**Work required**:
Restate each entry shown beneath this instruction, keeping its wording intact.

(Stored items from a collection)
//! Message dispatcher port: how the bridge hands a send to the engine.

use std::future::Future;

use whatsend_domain::error::AutomationError;

use crate::automation_engine::Submission;

/// Accepts send requests on behalf of the automation engine.
pub trait MessageDispatcher {
    /// Submit a phone/message pair.
    ///
    /// Resolves once the launch has been requested (or the request queued),
    /// not once the message is sent.
    fn send_message(
        &self,
        phone: String,
        message: String,
    ) -> impl Future<Output = Result<Submission, AutomationError>> + Send;
}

**Answer to the problem**:
//! Message dispatcher port: how the bridge hands a send to the engine.

use std::future::Future;

use whatsend_domain::error::AutomationError;

use crate::automation_engine::Submission;

/// Accepts send requests on behalf of the automation engine.
pub trait MessageDispatcher {
    /// Submit a phone/message pair.
    ///
    /// Resolves once the launch has been requested (or the request queued),
    /// not once the message is sent.
    fn send_message(
        &self,
        phone: String,
        message: String,
    ) -> impl Future<Output = Result<Submission, AutomationError>> + Send;
}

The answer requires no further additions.